一辈子待在皇宫里颐指气使的朱拱之何曾受过如此羞辱,他朝身边的内侍们努努嘴,内侍们会意,抢步上前去搬梯子,站在梯子顶端横板上的李二蛋猝不及防,脚下一空跌了下来,亏得他手脚灵便,在坠落的那一刹那,身子一缩趁势一个空翻,说时迟那时快,只见他膀大腰圆的身子不偏不倚重重地砸在了朱拱之的身子上。更可怕的是,李二蛋手中的鼓槌犹如金兵使用的狼牙棒,直直地戳在朱拱之的天灵盖上。可怜的老公公瘫在地上,脑袋血流如注。李二蛋却身无大碍,只是皮肉受了一点轻伤,他从地上爬起来,还朝痉挛的朱拱之踢了两脚,恶狠狠骂道:“你这头瘟猪,还想害死本大爷!”

内侍们慌忙来救朱拱之,却见老公公已是口吐白沫翻了白眼儿。一名内侍立刻喊叫:“出人命了,快抓凶手!”

闻听此言,广场上的请愿人群与宣德门的当值禁军以及内侍们都拥挤过来,双方纠缠在一起,先是推搡抓挠,接着是斗殴厮打。场面越来越乱,最终演变成失控的械斗。

陈三趁着混乱,赶紧跑回上书房报信。

听完陈三的陈述,赵桓的恐惧情绪反而一扫而空了。他对李邦彦说:“太宰,人善被人欺,马善被人骑。现在,咱们该出手了。”

李邦彦回答:“来上书房之前,我已通知王宗濋殿帅,备好一千禁军在宣德门广场两侧待命。”

“这就好。通知他们即刻进场弹压,胆敢反抗者,格杀勿论。”

“皇上,老臣建议,禁军进场不可杀人,驱散即可。”

“啊,你害怕了?”

“不是害怕,”李邦彦抚了抚还在烧灼发痛的脸颊,意味深长地说,“不可在伤口上撒盐。”

赵桓没听懂意思,追问:“太宰的意思是?”

李邦彦老谋深算,解释说:“既然为李纲罢免一事,闹得物议沸腾,咱们先把这事儿处理妥当,再来对付寻衅滋事的不法之徒。”

“先办哪种事?”

“老臣建议,先给李纲复职。”

“这岂不是自己打自己耳光?金人那边,又会说我们出尔反尔。”

“皇上,大丈夫能屈能伸。当下第一要务,是控制住局面,城外有强兵,城内不能乱。若再乱下去,安分守己的平民也会变成杀人越货的暴徒。到了那个时候,要来杀我们的恐怕就不是金人,而是自家百姓了。”

一席话说得赵桓频频点头。

李邦彦接着说:“老臣建议给李纲复职,并不是让他一如既往唱那些不切实际的高调。
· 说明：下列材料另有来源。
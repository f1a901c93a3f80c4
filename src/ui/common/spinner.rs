use leptos::prelude::*;

/// Spinner size options
#[derive(Clone, Copy, PartialEq)]
pub enum SpinnerSize {
    Medium,
    Large,
}

impl SpinnerSize {
    fn class(&self) -> &'static str {
        match self {
            SpinnerSize::Medium => "spinner-md",
            SpinnerSize::Large => "spinner-lg",
        }
    }
}

/// Loading spinner component
#[component]
pub fn Spinner(
    /// Spinner size
    #[prop(default = SpinnerSize::Medium)]
    size: SpinnerSize,
) -> impl IntoView {
    view! {
        <div class="spinner-container">
            <div class=format!("spinner {}", size.class()) role="status" aria-live="polite">
                <span class="sr-only">"Loading..."</span>
            </div>
        </div>
    }
}

/// Skeleton loader for content placeholders
#[component]
pub fn Skeleton(
    /// Width of the skeleton
    #[prop(default = "100%".to_string())]
    width: String,
    /// Height of the skeleton
    #[prop(default = "1rem".to_string())]
    height: String,
    /// Additional CSS classes
    #[prop(default = String::new())]
    class: String,
) -> impl IntoView {
    let full_classes = if class.is_empty() {
        "skeleton".to_string()
    } else {
        format!("skeleton {}", class)
    };

    let style = format!("width: {}; height: {}", width, height);

    view! {
        <div class=full_classes style=style aria-busy="true">
            <div class="skeleton-shimmer"></div>
        </div>
    }
}

/// Placeholder for a whole page section: a heading bar and a row of cards
#[component]
pub fn SectionSkeleton(
    /// Number of card placeholders
    #[prop(default = 3)]
    cards: usize,
) -> impl IntoView {
    view! {
        <div class="max-w-6xl mx-auto px-4 py-20">
            <div class="flex flex-col items-center gap-3 mb-12">
                <Skeleton width="40%".to_string() height="2rem".to_string() />
                <Skeleton width="60%".to_string() />
            </div>
            <div class="grid md:grid-cols-3 gap-6">
                {(0..cards).map(|_| view! {
                    <Skeleton height="12rem".to_string() class="rounded-2xl".to_string() />
                }).collect_view()}
            </div>
        </div>
    }
}

/// Renders a skeleton until the page has mounted in the browser, then the
/// children. Server output and the first client render both show the
/// skeleton, so hydration matches.
#[component]
pub fn Deferred(
    children: ChildrenFn,
    /// Card count of the fallback skeleton
    #[prop(default = 3)]
    cards: usize,
) -> impl IntoView {
    let mounted = RwSignal::new(false);
    Effect::new(move |_| mounted.set(true));

    move || {
        if mounted.get() {
            children().into_any()
        } else {
            view! { <SectionSkeleton cards=cards /> }.into_any()
        }
    }
}
//! Common reusable UI components
//!
//! Loading states shared by the page sections.

pub mod spinner;

pub use spinner::{Deferred, SectionSkeleton, Skeleton, Spinner, SpinnerSize};
//! Fixed page background: glow blobs, dot grid, and the generated hero
//! skyline once it is available.

use leptos::prelude::*;

use crate::core::GenerationRequest;
use crate::core::content::{HERO_KEY, HERO_PROMPT};
use crate::ui::image_store::{use_image_store, use_view_lifetime};

#[component]
pub fn BackgroundLayer() -> impl IntoView {
    let store = use_image_store();
    let lifetime = use_view_lifetime();

    // Browser only; the server render has no effects
    Effect::new(move |_| {
        store.ensure(GenerationRequest::new(HERO_KEY, HERO_PROMPT), lifetime.clone());
    });

    let overlay = move || {
        store.status(HERO_KEY).data_url().map(|url| {
            view! {
                <div
                    class="absolute inset-0 opacity-[0.18] mix-blend-overlay transition-opacity duration-1000"
                    style=format!(
                        "background-image: url({}); background-size: cover; background-position: center;",
                        url
                    )
                ></div>
            }
        })
    };

    view! {
        <div class="fixed inset-0 pointer-events-none z-0 overflow-hidden" aria-hidden="true">
            <div class="absolute top-[-10%] left-[-10%] w-[50%] h-[50%] bg-emerald-900/20 blur-[140px] rounded-full animate-pulse"></div>
            <div class="absolute bottom-[-10%] right-[-10%] w-[50%] h-[50%] bg-cyan-900/10 blur-[140px] rounded-full animate-pulse" style="animation-delay: 1s;"></div>
            {overlay}
            <div class="absolute inset-0 opacity-[0.03] bg-dot-grid"></div>
        </div>
    }
}
//! The filter pass: a pure function from (snapshot, selection) to subset.

use greenbasket_catalog::Product;

use crate::config::{ALL_CATEGORIES, CategoryGroups};
use crate::selection::FilterSelection;

/// Filter a catalog snapshot down to the in-stock products matching every
/// active criterion of `selection`.
///
/// Stable: output preserves the relative order of `products`. Pure: no
/// mutation, no hidden state; the same inputs always yield the same output.
pub fn filter_products<'a>(
    products: &'a [Product],
    selection: &FilterSelection,
    groups: &CategoryGroups,
) -> Vec<&'a Product> {
    products
        .iter()
        .filter(|product| matches_selection(product, selection, groups))
        .collect()
}

/// Whether a single product passes every active criterion.
///
/// Criteria are conjunctive. Products missing a field targeted by an active
/// criterion (no category, no brand) fail that criterion rather than erroring.
/// Out-of-stock products never match, regardless of the selection.
pub fn matches_selection(
    product: &Product,
    selection: &FilterSelection,
    groups: &CategoryGroups,
) -> bool {
    if !product.in_stock() {
        return false;
    }

    if !selection.search().is_empty() && !contains_ci(product.name(), selection.search()) {
        return false;
    }

    if selection.category() != ALL_CATEGORIES {
        match product.category() {
            Some(category) => {
                if !groups.matches(selection.category(), category) {
                    return false;
                }
            }
            None => return false,
        }
    }

    if let Some(brand) = selection.brand() {
        match product.brand() {
            Some(product_brand) => {
                if product_brand.to_lowercase() != brand.to_lowercase() {
                    return false;
                }
            }
            None => return false,
        }
    }

    if let Some(range) = selection.price_range() {
        if !range.contains(product.offer_price()) {
            return false;
        }
    }

    true
}

fn contains_ci(haystack: &str, needle: &str) -> bool {
    haystack.to_lowercase().contains(&needle.to_lowercase())
}

#[cfg(test)]
mod tests {
    use super::*;
    use chrono::Utc;
    use greenbasket_catalog::ProductDraft;
    use greenbasket_core::ProductId;

    use crate::config::{PriceRange, default_price_ranges};

    fn product(
        name: &str,
        category: Option<&str>,
        brand: Option<&str>,
        offer_price: u64,
        in_stock: bool,
    ) -> Product {
        let mut p = Product::new(
            ProductDraft {
                id: ProductId::new(),
                name: name.to_string(),
                description: Vec::new(),
                category: category.map(str::to_string),
                brand: brand.map(str::to_string),
                price: offer_price,
                offer_price,
            },
            Utc::now(),
        )
        .unwrap();
        if !in_stock {
            p.set_in_stock(false, Utc::now());
        }
        p
    }

    fn sample_catalog() -> Vec<Product> {
        vec![
            product("Apple", Some("Fruits"), Some("Farmogo"), 30, true),
            product("Milk", Some("Dairy Products"), Some("Tadaa"), 60, true),
            product("Bread", Some("Bakery & Breads"), Some("fresho!"), 45, true),
            product("Mango", Some("Fruits"), Some("Trikaya"), 120, false),
        ]
    }

    fn names<'a>(filtered: &[&'a Product]) -> Vec<&'a str> {
        filtered.iter().map(|p| p.name()).collect()
    }

    #[test]
    fn default_selection_keeps_all_in_stock_products() {
        let catalog = sample_catalog();
        let filtered = filter_products(
            &catalog,
            &FilterSelection::new(),
            &CategoryGroups::storefront_defaults(),
        );
        assert_eq!(names(&filtered), vec!["Apple", "Milk", "Bread"]);
    }

    #[test]
    fn category_group_expands_to_literals() {
        let catalog = sample_catalog();
        let mut selection = FilterSelection::new();
        selection.select_category("Fruits & Vegetables");

        let filtered =
            filter_products(&catalog, &selection, &CategoryGroups::storefront_defaults());
        assert_eq!(names(&filtered), vec!["Apple"]);
    }

    #[test]
    fn brand_and_price_combine_conjunctively() {
        let catalog = sample_catalog();
        let mut selection = FilterSelection::new();
        selection.toggle_brand("Tadaa");
        selection.toggle_price_range(PriceRange::new("Rs 51 to Rs 100", 51, Some(100)));

        let filtered =
            filter_products(&catalog, &selection, &CategoryGroups::storefront_defaults());
        assert_eq!(names(&filtered), vec!["Milk"]);
    }

    #[test]
    fn search_matches_name_case_insensitively() {
        let catalog = sample_catalog();
        let mut selection = FilterSelection::new();
        selection.set_search("app");

        let filtered =
            filter_products(&catalog, &selection, &CategoryGroups::storefront_defaults());
        assert_eq!(names(&filtered), vec!["Apple"]);
    }

    #[test]
    fn brand_match_is_exact_but_case_insensitive() {
        let catalog = sample_catalog();
        let mut selection = FilterSelection::new();
        selection.toggle_brand("FARMOGO");

        let filtered =
            filter_products(&catalog, &selection, &CategoryGroups::storefront_defaults());
        assert_eq!(names(&filtered), vec!["Apple"]);

        // Substring is not enough for brand.
        let mut selection = FilterSelection::new();
        selection.toggle_brand("Farm");
        let filtered =
            filter_products(&catalog, &selection, &CategoryGroups::storefront_defaults());
        assert!(filtered.is_empty());
    }

    #[test]
    fn out_of_stock_is_excluded_even_when_everything_else_matches() {
        let catalog = sample_catalog();
        let mut selection = FilterSelection::new();
        selection.set_search("mango");
        selection.select_category("Fruits & Vegetables");
        selection.toggle_brand("Trikaya");
        selection.toggle_price_range(PriceRange::new("Rs 101 to Rs 200", 101, Some(200)));

        let filtered =
            filter_products(&catalog, &selection, &CategoryGroups::storefront_defaults());
        assert!(filtered.is_empty());
    }

    #[test]
    fn missing_category_never_matches_active_category_filter() {
        let catalog = vec![product("Mystery Box", None, Some("Farmogo"), 99, true)];
        let mut selection = FilterSelection::new();
        selection.select_category("Fruits & Vegetables");

        let filtered =
            filter_products(&catalog, &selection, &CategoryGroups::storefront_defaults());
        assert!(filtered.is_empty());

        // Inactive category filter ("All") still lets it through.
        let filtered = filter_products(
            &catalog,
            &FilterSelection::new(),
            &CategoryGroups::storefront_defaults(),
        );
        assert_eq!(names(&filtered), vec!["Mystery Box"]);
    }

    #[test]
    fn missing_brand_never_matches_active_brand_filter() {
        let catalog = vec![product("Loose Carrots", Some("Vegetables"), None, 25, true)];
        let mut selection = FilterSelection::new();
        selection.toggle_brand("Farmogo");

        let filtered =
            filter_products(&catalog, &selection, &CategoryGroups::storefront_defaults());
        assert!(filtered.is_empty());
    }

    #[test]
    fn unknown_category_label_matches_by_substring_fallback() {
        let catalog = vec![product("Potato Chips", Some("Salty Snacks"), None, 35, true)];
        let mut selection = FilterSelection::new();
        selection.select_category("Snacks");

        let filtered =
            filter_products(&catalog, &selection, &CategoryGroups::storefront_defaults());
        assert_eq!(names(&filtered), vec!["Potato Chips"]);
    }

    #[test]
    fn price_range_bounds_are_inclusive() {
        let catalog = vec![
            product("At Min", None, None, 51, true),
            product("At Max", None, None, 100, true),
            product("Below", None, None, 50, true),
            product("Above", None, None, 101, true),
        ];
        let mut selection = FilterSelection::new();
        selection.toggle_price_range(PriceRange::new("Rs 51 to Rs 100", 51, Some(100)));

        let filtered =
            filter_products(&catalog, &selection, &CategoryGroups::storefront_defaults());
        assert_eq!(names(&filtered), vec!["At Min", "At Max"]);
    }

    #[test]
    fn unbounded_range_has_no_upper_limit() {
        let catalog = vec![
            product("Saffron", None, None, 45_000, true),
            product("Apple", None, None, 30, true),
        ];
        let mut selection = FilterSelection::new();
        selection.toggle_price_range(default_price_ranges().pop().unwrap());

        let filtered =
            filter_products(&catalog, &selection, &CategoryGroups::storefront_defaults());
        assert_eq!(names(&filtered), vec!["Saffron"]);
    }

    #[test]
    fn empty_result_is_valid() {
        let catalog = sample_catalog();
        let mut selection = FilterSelection::new();
        selection.set_search("durian");

        let filtered =
            filter_products(&catalog, &selection, &CategoryGroups::storefront_defaults());
        assert!(filtered.is_empty());
    }

    #[cfg(test)]
    mod proptest_tests {
        use super::*;
        use proptest::prelude::*;

        fn arb_product() -> impl Strategy<Value = Product> {
            (
                "[A-Za-z][A-Za-z ]{0,20}",
                proptest::option::of(prop_oneof![
                    Just("Fruits".to_string()),
                    Just("Vegetables".to_string()),
                    Just("Dairy Products".to_string()),
                    Just("Bakery & Breads".to_string()),
                    Just("Exotic Fruits".to_string()),
                    "[A-Za-z ]{1,15}",
                ]),
                proptest::option::of(prop_oneof![
                    Just("Farmogo".to_string()),
                    Just("Tadaa".to_string()),
                    Just("fresho!".to_string()),
                    "[A-Za-z]{1,10}",
                ]),
                0u64..1_000,
                any::<bool>(),
            )
                .prop_map(|(name, category, brand, offer_price, in_stock)| {
                    let mut p = Product::new(
                        ProductDraft {
                            id: ProductId::new(),
                            name,
                            description: Vec::new(),
                            category,
                            brand,
                            price: offer_price,
                            offer_price,
                        },
                        Utc::now(),
                    )
                    .unwrap();
                    if !in_stock {
                        p.set_in_stock(false, Utc::now());
                    }
                    p
                })
        }

        fn arb_selection() -> impl Strategy<Value = FilterSelection> {
            (
                prop_oneof![Just(String::new()), "[a-z]{1,4}"],
                prop_oneof![
                    Just(ALL_CATEGORIES.to_string()),
                    Just("Fruits & Vegetables".to_string()),
                    Just("Dairy Products".to_string()),
                    Just("Snacks".to_string()),
                ],
                proptest::option::of(prop_oneof![
                    Just("Farmogo".to_string()),
                    Just("Tadaa".to_string()),
                ]),
                proptest::option::of(proptest::sample::select(default_price_ranges())),
            )
                .prop_map(|(search, category, brand, price_range)| {
                    let mut selection = FilterSelection::new();
                    selection.set_search(search);
                    selection.select_category(category);
                    if let Some(brand) = brand {
                        selection.toggle_brand(&brand);
                    }
                    if let Some(range) = price_range {
                        selection.toggle_price_range(range);
                    }
                    selection
                })
        }

        proptest! {
            /// Property: output is a subset of the input, in input order.
            #[test]
            fn output_is_an_ordered_subset(
                products in proptest::collection::vec(arb_product(), 0..40),
                selection in arb_selection(),
            ) {
                let groups = CategoryGroups::storefront_defaults();
                let filtered = filter_products(&products, &selection, &groups);

                let mut cursor = 0usize;
                for kept in &filtered {
                    // Each output product occurs in the remaining input, so
                    // relative order is preserved and nothing is fabricated.
                    let pos = products[cursor..]
                        .iter()
                        .position(|p| p.id_typed() == kept.id_typed());
                    prop_assert!(pos.is_some());
                    cursor += pos.unwrap() + 1;
                }
            }

            /// Property: same selection + same snapshot = identical output.
            #[test]
            fn filtering_is_deterministic(
                products in proptest::collection::vec(arb_product(), 0..40),
                selection in arb_selection(),
            ) {
                let groups = CategoryGroups::storefront_defaults();
                let first = filter_products(&products, &selection, &groups);
                let second = filter_products(&products, &selection, &groups);
                prop_assert_eq!(first, second);
            }

            /// Property: re-filtering the output is a no-op (projection).
            #[test]
            fn filtering_is_idempotent(
                products in proptest::collection::vec(arb_product(), 0..40),
                selection in arb_selection(),
            ) {
                let groups = CategoryGroups::storefront_defaults();
                let once: Vec<Product> = filter_products(&products, &selection, &groups)
                    .into_iter()
                    .cloned()
                    .collect();
                let twice: Vec<Product> = filter_products(&once, &selection, &groups)
                    .into_iter()
                    .cloned()
                    .collect();
                prop_assert_eq!(once, twice);
            }

            /// Property: out-of-stock products never appear in output.
            #[test]
            fn out_of_stock_never_appears(
                products in proptest::collection::vec(arb_product(), 0..40),
                selection in arb_selection(),
            ) {
                let groups = CategoryGroups::storefront_defaults();
                let filtered = filter_products(&products, &selection, &groups);
                prop_assert!(filtered.iter().all(|p| p.in_stock()));
            }

            /// Property: input is untouched by a filter pass.
            #[test]
            fn input_is_not_mutated(
                products in proptest::collection::vec(arb_product(), 0..40),
                selection in arb_selection(),
            ) {
                let groups = CategoryGroups::storefront_defaults();
                let before = products.clone();
                let _ = filter_products(&products, &selection, &groups);
                prop_assert_eq!(before, products);
            }
        }
    }
}
//! Filter engine for the storefront catalog.
//!
//! Pure, deterministic product filtering: a [`FilterSelection`] applied to a
//! catalog snapshot yields the ordered subset of in-stock products matching
//! every active criterion. No IO, no hidden state; re-filtering the same
//! snapshot with the same selection always yields the same result.

pub mod config;
pub mod engine;
pub mod selection;
pub mod session;

pub use config::{
    CategoryGroups, PriceRange, ALL_CATEGORIES, default_price_ranges, storefront_brands,
    storefront_category_labels,
};
pub use engine::{filter_products, matches_selection};
pub use selection::FilterSelection;
pub use session::BrowseSession;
威权自用,是臣道之大忌。李纲虽无野心,却也不能做到以帝心为心。所以,他常常弄得皇上难堪。李纲利用皇上对他的信任,短短两个月就建立了自己的权势。现在,皇上可以把权还给他,但要去他的势!”

“去势?”

“对,有权有势,犹如长风助火,有权无势,犹如独木不可成林。”

“如何去势?”

“皇上亲自选定官员,充任李纲的僚佐。凡大事,无皇上圣旨不可行,这样就能遏制他的势力。”

“如此甚好!”

“宣德门清场的同时,宣布李纲的复职,这样民间的不满情绪就可自动消失,待舆情转移后,再将宣德门外带头闹事者一一抓捕归案,明正典刑。这样做,也是让天下人知道,我大宋王朝,决不姑息枉法之人。”

听完李邦彦的建议,赵桓的脸上浮出苦笑,夸赞道:“太宰不愧为朕的股肱,你的几条建议,朕全准了。”